Por Saul Leblon, no sítio Carta Maior:
Quem vai fazer o serviço?
A sedimentação da agenda conservadora para 2014 envolve a adesão de um pedaço da esquerda e o silencio desfrutável de outro.
O padrão foi testado e bem sucedido no cerco ao reajuste do IPTU em São Paulo.
Os interesses atingidos só tiveram sucesso em sabotar a medida graças à omissão dos que sabiam o que estava em jogo, mas preferiram silenciar.
É essa capacitação ao exercício da cumplicidade que a emissão conservadora opera de forma explícita nos dias que correm.
Colunistas e editores espetam sinais para ordenar o fluxo na direção almejada: a seringa do piquete onde se conta o rebanho.
Quantas cabeças teremos para oferecer aos mercados?
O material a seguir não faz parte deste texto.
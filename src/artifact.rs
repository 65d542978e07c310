use std::fs::File;
use std::io::Read;
use std::path::Path;
use std::sync::Arc;

use log::debug;
use wasmparser::{BinaryReaderError, ExternalKind, Parser, Payload, Validator};

use crate::loader::LoadError;

/// Leading bytes of every WebAssembly binary.
pub const WASM_MAGIC: [u8; 4] = *b"\0asm";
/// Binary format version understood by this host.
pub const WASM_VERSION: u32 = 1;

/// Section identifiers of the core binary format.
#[derive(Debug, Clone, Copy, PartialEq, Eq, Hash)]
pub enum SectionKind {
    Custom,
    Type,
    Import,
    Function,
    Table,
    Memory,
    Global,
    Export,
    Start,
    Element,
    Code,
    Data,
    DataCount,
    Tag,
}

impl SectionKind {
    pub fn from_id(id: u8) -> Option<Self> {
        use SectionKind::*;
        Some(match id {
            0 => Custom,
            1 => Type,
            2 => Import,
            3 => Function,
            4 => Table,
            5 => Memory,
            6 => Global,
            7 => Export,
            8 => Start,
            9 => Element,
            10 => Code,
            11 => Data,
            12 => DataCount,
            13 => Tag,
            _ => return None,
        })
    }
}

/// Location of a section payload inside the module bytes.
#[derive(Debug, Clone, Copy, PartialEq, Eq)]
pub struct SectionHeader {
    pub kind: SectionKind,
    pub offset: usize,
    pub size: usize,
}

#[derive(Debug, Clone, Copy, PartialEq, Eq)]
pub enum ExportKind {
    Function,
    Table,
    Memory,
    Global,
    Tag,
}

impl From<ExternalKind> for ExportKind {
    fn from(kind: ExternalKind) -> Self {
        match kind {
            ExternalKind::Func => Self::Function,
            ExternalKind::Table => Self::Table,
            ExternalKind::Memory => Self::Memory,
            ExternalKind::Global => Self::Global,
            ExternalKind::Tag => Self::Tag,
        }
    }
}

#[derive(Debug, Clone, PartialEq, Eq)]
pub struct Export {
    pub name: String,
    pub kind: ExportKind,
    pub index: u32,
}

/// Validated executable binary module.
#[derive(Debug, Clone)]
pub struct ModuleHandle {
    label: String,
    bytes: Arc<[u8]>,
    version: u32,
    sections: Vec<SectionHeader>,
    exports: Vec<Export>,
}

impl ModuleHandle {
    /// Validates the module and indexes its sections and exports.
    ///
    /// The header is checked first so that a version mismatch is reported as
    /// [`LoadError::Incompatible`]. Everything after it must pass full
    /// validation, including section order and function bodies.
    pub fn from_bytes(label: impl Into<String>, bytes: Vec<u8>) -> Result<Self, LoadError> {
        let label = label.into();
        let version = check_header(&label, &bytes)?;
        Validator::new()
            .validate_all(&bytes)
            .map_err(|err| LoadError::malformed(&label, format!("invalid module: {err}")))?;
        let (sections, exports) = index_module(&bytes)
            .map_err(|err| LoadError::malformed(&label, format!("invalid module: {err}")))?;
        debug!(
            "validated module {label}: {} section(s), {} export(s)",
            sections.len(),
            exports.len()
        );
        Ok(Self {
            label,
            bytes: Arc::from(bytes.into_boxed_slice()),
            version,
            sections,
            exports,
        })
    }

    pub fn label(&self) -> &str {
        &self.label
    }

    pub fn bytes(&self) -> &[u8] {
        &self.bytes
    }

    pub fn len(&self) -> usize {
        self.bytes.len()
    }

    pub fn is_empty(&self) -> bool {
        self.bytes.is_empty()
    }

    pub fn version(&self) -> u32 {
        self.version
    }

    pub fn sections(&self) -> &[SectionHeader] {
        &self.sections
    }

    pub fn exports(&self) -> &[Export] {
        &self.exports
    }

    pub fn export(&self, name: &str) -> Option<&Export> {
        self.exports.iter().find(|export| export.name == name)
    }
}

/// Raw companion data for a module, such as its memory image.
#[derive(Debug, Clone)]
pub struct ResourceHandle {
    label: String,
    bytes: Arc<[u8]>,
}

impl ResourceHandle {
    pub fn from_bytes(label: impl Into<String>, bytes: Vec<u8>) -> Result<Self, LoadError> {
        let label = label.into();
        if bytes.is_empty() {
            return Err(LoadError::malformed(label, "resource is empty"));
        }
        Ok(Self {
            label,
            bytes: Arc::from(bytes.into_boxed_slice()),
        })
    }

    pub fn label(&self) -> &str {
        &self.label
    }

    pub fn bytes(&self) -> &[u8] {
        &self.bytes
    }

    pub fn len(&self) -> usize {
        self.bytes.len()
    }

    pub fn is_empty(&self) -> bool {
        self.bytes.is_empty()
    }
}

/// Reads and validates a module from disk.
///
/// The read is blocking, so the returned future finishes on its first poll.
/// Under [`LoadStrategy::Joined`](crate::LoadStrategy::Joined) two file
/// factories therefore complete one after the other; fetch-backed factories
/// on the web host overlap.
pub async fn load_module_file(path: impl AsRef<Path>) -> Result<ModuleHandle, LoadError> {
    let (label, bytes) = read_artifact(path.as_ref())?;
    ModuleHandle::from_bytes(label, bytes)
}

/// Reads a companion resource from disk.
pub async fn load_resource_file(path: impl AsRef<Path>) -> Result<ResourceHandle, LoadError> {
    let (label, bytes) = read_artifact(path.as_ref())?;
    ResourceHandle::from_bytes(label, bytes)
}

fn read_artifact(path: &Path) -> Result<(String, Vec<u8>), LoadError> {
    let label = path.display().to_string();
    let mut data = Vec::new();
    File::open(path)
        .and_then(|mut file| file.read_to_end(&mut data))
        .map_err(|source| LoadError::Unreachable {
            label: label.clone(),
            source,
        })?;
    Ok((label, data))
}

fn check_header(label: &str, data: &[u8]) -> Result<u32, LoadError> {
    if data.len() < 8 {
        return Err(LoadError::malformed(
            label,
            format!("module too small to contain header (len={})", data.len()),
        ));
    }
    if data[..4] != WASM_MAGIC {
        return Err(LoadError::malformed(
            label,
            format!("invalid module magic: found {:?}", &data[..4]),
        ));
    }
    let version = u32::from_le_bytes([data[4], data[5], data[6], data[7]]);
    if version != WASM_VERSION {
        return Err(LoadError::Incompatible {
            label: label.to_string(),
            version,
        });
    }
    Ok(version)
}

/// Walks the validated module and records its sections and exports.
fn index_module(
    data: &[u8],
) -> Result<(Vec<SectionHeader>, Vec<Export>), BinaryReaderError> {
    let mut sections = Vec::new();
    let mut exports = Vec::new();

    for payload in Parser::new(0).parse_all(data) {
        let payload = payload?;
        if let Some((id, range)) = payload.as_section() {
            if let Some(kind) = SectionKind::from_id(id) {
                sections.push(SectionHeader {
                    kind,
                    offset: range.start,
                    size: range.len(),
                });
            }
        }
        if let Payload::ExportSection(reader) = payload {
            for export in reader {
                let export = export?;
                exports.push(Export {
                    name: export.name.to_string(),
                    kind: ExportKind::from(export.kind),
                    index: export.index,
                });
            }
        }
    }

    Ok((sections, exports))
}

#[cfg(test)]
mod tests {
    use super::*;
    use std::io::Write;

    use futures::FutureExt;
    use tempfile::NamedTempFile;

    fn module_bytes(sections: &[(u8, Vec<u8>)]) -> Vec<u8> {
        let mut buffer = Vec::new();
        buffer.extend_from_slice(&WASM_MAGIC);
        buffer.extend_from_slice(&WASM_VERSION.to_le_bytes());
        for (id, payload) in sections {
            buffer.push(*id);
            buffer.push(payload.len() as u8);
            buffer.extend_from_slice(payload);
        }
        buffer
    }

    /// One `() -> ()` function exported as `step`, plus an exported memory.
    fn simulation_sections() -> Vec<(u8, Vec<u8>)> {
        let mut exports = vec![2, 4];
        exports.extend_from_slice(b"step");
        exports.extend_from_slice(&[0, 0, 6]);
        exports.extend_from_slice(b"memory");
        exports.extend_from_slice(&[2, 0]);
        vec![
            (1, vec![1, 0x60, 0, 0]),
            (3, vec![1, 0]),
            (5, vec![1, 0, 1]),
            (7, exports),
            (10, vec![1, 2, 0, 0x0b]),
        ]
    }

    #[test]
    fn header_only_module_is_valid() {
        let module = ModuleHandle::from_bytes("empty.wasm", module_bytes(&[])).unwrap();
        assert_eq!(module.version(), 1);
        assert!(module.sections().is_empty());
        assert!(module.exports().is_empty());
        assert_eq!(module.len(), 8);
    }

    #[test]
    fn exports_are_indexed() {
        let mut sections = vec![(0, b"\x04meta".to_vec())];
        sections.extend(simulation_sections());
        let module = ModuleHandle::from_bytes("sim.wasm", module_bytes(&sections)).unwrap();
        let kinds: Vec<_> = module.sections().iter().map(|s| s.kind).collect();
        assert_eq!(
            kinds,
            vec![
                SectionKind::Custom,
                SectionKind::Type,
                SectionKind::Function,
                SectionKind::Memory,
                SectionKind::Export,
                SectionKind::Code,
            ]
        );
        let step = module.export("step").unwrap();
        assert_eq!(step.kind, ExportKind::Function);
        assert_eq!(step.index, 0);
        assert_eq!(module.export("memory").unwrap().kind, ExportKind::Memory);
        assert!(module.export("missing").is_none());
    }

    #[test]
    fn section_offsets_point_at_payloads() {
        let bytes = module_bytes(&simulation_sections());
        let module = ModuleHandle::from_bytes("sim.wasm", bytes.clone()).unwrap();
        let types = module.sections()[0];
        assert_eq!(types.kind, SectionKind::Type);
        assert_eq!(types.offset, 10);
        assert_eq!(&bytes[types.offset..types.offset + types.size], &[1, 0x60, 0, 0]);
    }

    #[test]
    fn bad_magic_is_malformed() {
        let mut bytes = module_bytes(&[]);
        bytes[0] = b'X';
        let err = ModuleHandle::from_bytes("bad.wasm", bytes).unwrap_err();
        assert!(matches!(err, LoadError::Malformed { .. }));
        assert!(err.to_string().contains("invalid module magic"));
    }

    #[test]
    fn short_module_is_malformed() {
        let err = ModuleHandle::from_bytes("tiny.wasm", b"\0as".to_vec()).unwrap_err();
        assert!(err.to_string().contains("too small"));
    }

    #[test]
    fn unknown_version_is_incompatible() {
        let mut bytes = module_bytes(&[]);
        bytes[4..8].copy_from_slice(&2u32.to_le_bytes());
        let err = ModuleHandle::from_bytes("v2.wasm", bytes).unwrap_err();
        assert!(matches!(err, LoadError::Incompatible { version: 2, .. }));
    }

    #[test]
    fn truncated_section_is_malformed() {
        let mut bytes = module_bytes(&[(1, vec![1, 0x60, 0, 0])]);
        bytes.truncate(bytes.len() - 1);
        let err = ModuleHandle::from_bytes("cut.wasm", bytes).unwrap_err();
        assert!(matches!(err, LoadError::Malformed { .. }));
    }

    #[test]
    fn garbage_section_payload_is_malformed() {
        let bytes = module_bytes(&[(10, vec![0xff]), (1, vec![5, 0xff])]);
        let err = ModuleHandle::from_bytes("garbage.wasm", bytes).unwrap_err();
        assert!(matches!(err, LoadError::Malformed { .. }));
        assert!(err.to_string().contains("invalid module"));
    }

    #[test]
    fn out_of_order_sections_are_malformed() {
        let bytes = module_bytes(&[(3, vec![0]), (1, vec![0])]);
        let err = ModuleHandle::from_bytes("order.wasm", bytes).unwrap_err();
        assert!(matches!(err, LoadError::Malformed { .. }));
    }

    #[test]
    fn duplicate_sections_are_malformed() {
        let bytes = module_bytes(&[(1, vec![0]), (1, vec![0])]);
        let err = ModuleHandle::from_bytes("dup.wasm", bytes).unwrap_err();
        assert!(matches!(err, LoadError::Malformed { .. }));
    }

    #[test]
    fn export_of_missing_function_is_malformed() {
        let mut exports = vec![1, 4];
        exports.extend_from_slice(b"step");
        exports.extend_from_slice(&[0, 3]);
        let err = ModuleHandle::from_bytes("dangling.wasm", module_bytes(&[(7, exports)]))
            .unwrap_err();
        assert!(matches!(err, LoadError::Malformed { .. }));
    }

    #[test]
    fn repeated_custom_sections_are_allowed() {
        let bytes = module_bytes(&[(0, b"\x01a".to_vec()), (0, b"\x01b".to_vec())]);
        let module = ModuleHandle::from_bytes("custom.wasm", bytes).unwrap();
        assert_eq!(module.sections().len(), 2);
    }

    #[test]
    fn unknown_section_id_is_malformed() {
        let bytes = module_bytes(&[(42, vec![])]);
        let err = ModuleHandle::from_bytes("odd.wasm", bytes).unwrap_err();
        assert!(matches!(err, LoadError::Malformed { .. }));
    }

    #[test]
    fn empty_resource_is_malformed() {
        assert!(ResourceHandle::from_bytes("data.bin", Vec::new()).is_err());
        let resource = ResourceHandle::from_bytes("data.bin", vec![1, 2, 3]).unwrap();
        assert_eq!(resource.bytes(), &[1, 2, 3]);
        assert_eq!(resource.label(), "data.bin");
    }

    #[test]
    fn files_are_loaded_from_disk() {
        let mut module_file = NamedTempFile::new().expect("tmp module");
        module_file
            .write_all(&module_bytes(&simulation_sections()))
            .expect("write module");
        let mut resource_file = NamedTempFile::new().expect("tmp resource");
        resource_file.write_all(b"memory image").expect("write resource");

        let module = pollster::block_on(load_module_file(module_file.path())).unwrap();
        assert_eq!(module.exports().len(), 2);
        let resource = pollster::block_on(load_resource_file(resource_file.path())).unwrap();
        assert_eq!(resource.len(), 12);
    }

    #[test]
    fn file_reads_finish_on_first_poll() {
        let mut resource_file = NamedTempFile::new().expect("tmp resource");
        resource_file.write_all(b"data").expect("write resource");
        let resource = load_resource_file(resource_file.path())
            .now_or_never()
            .expect("file factory is ready immediately")
            .unwrap();
        assert_eq!(resource.len(), 4);
    }

    #[test]
    fn missing_file_is_unreachable() {
        let dir = tempfile::tempdir().expect("tmp dir");
        let path = dir.path().join("absent.wasm");
        let err = pollster::block_on(load_module_file(&path)).unwrap_err();
        assert!(matches!(err, LoadError::Unreachable { .. }));
        assert_eq!(err.label(), path.display().to_string());
    }
}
Nas manchetes e fotos, mais que nos textos, espetam-se os ferros com as iniciais do dono.
O ponto de encontro tem data e local definidos: 12 de junho de 2014, 17 hs, estádio do Itaquerão, onde o Brasil abre a Copa do Mundo diante da Croácia.
Durante um mês, até 13 de julho, novas oportunidades se abrem: há jogos distribuídos nas principais capitais do país.
Alguém duvida que a tabela será explorada na emissão conservadora como ponto de encontro de gente ansiosa para mostrar o seu valor a fotógrafos e cinegrafistas generosos?
Textos gordurosos como os autores, tortuosos como seus valores, arregimentam as adversativas do léxico para assegurar o verniz ‘jornalístico’ à panfletagem.
Não importa o tema da coluna.
O objetivo predefinido é dar suporte a logos, títulos e manchetes que disseminem ordem unida.
‘Em 2014, vem prá rua você também’, convocava-se na Folha no dia de Natal; ou o soberbo, ‘Não vai ter Copa’, abraçado neste domingo por um vulgarizador do mercadismo no mesmo veículo.
À falta de projeto defensável à luz do dia – arrochar 70% do país para lubrificar 30% só rende votos em saraus elegantes-- escava-se o vazio em busca de chão firme.
De joelhos e com as unhas, se preciso for para satisfazer os sinais vindos das direções de redação.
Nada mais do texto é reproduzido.